◆ What to do: In the entries below, how many lines contain the string "PageQuery"? Give the number by itself.

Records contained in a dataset

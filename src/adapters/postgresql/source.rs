//! PostgreSQL ledger source

use crate::adapters::database::traits::{LedgerSource, PageQuery};
use crate::adapters::postgresql::client::PostgreSQLClient;
use crate::adapters::postgresql::models::{page_query_sql, source_row_from_pg};
use crate::config::schema::SourceConfig;
use crate::domain::{LiftError, Result, SourceRow};
use async_trait::async_trait;

/// Reads ledger balance rows page by page
pub struct PostgresLedgerSource {
    client: PostgreSQLClient,
    page_sql: String,
}

impl PostgresLedgerSource {
    /// Create a source for `config`
    ///
    /// The page query is rendered once up front.
    pub fn new(config: &SourceConfig) -> Result<Self> {
        let page_sql = page_query_sql(&config.table, &config.order_by)?;
        let client = PostgreSQLClient::new(config.postgresql.clone())?;

        tracing::debug!(sql = %page_sql, "Prepared source page query");

        Ok(Self { client, page_sql })
    }
}

#[async_trait]
impl LedgerSource for PostgresLedgerSource {
    async fn fetch_page(&self, query: &PageQuery) -> Result<Vec<SourceRow>> {
        let offset = i64::try_from(query.offset)
            .map_err(|_| LiftError::Validation(format!("Offset {} out of range", query.offset)))?;
        let limit = i64::try_from(query.limit)
            .map_err(|_| LiftError::Validation(format!("Limit {} out of range", query.limit)))?;

        let connection = self.client.get_connection().await?;
        let rows = connection
            .query(
                self.page_sql.as_str(),
                &[&query.window_start, &offset, &limit],
            )
            .await
            .map_err(|e| LiftError::Source(format!("Page query failed: {e}")))?;

        rows.iter().map(source_row_from_pg).collect()
    }

    async fn test_connection(&self) -> Result<()> {
        self.client.test_connection().await
    }

    fn close(&self) {
        self.client.close();
    }
}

◆ Problem solution: 2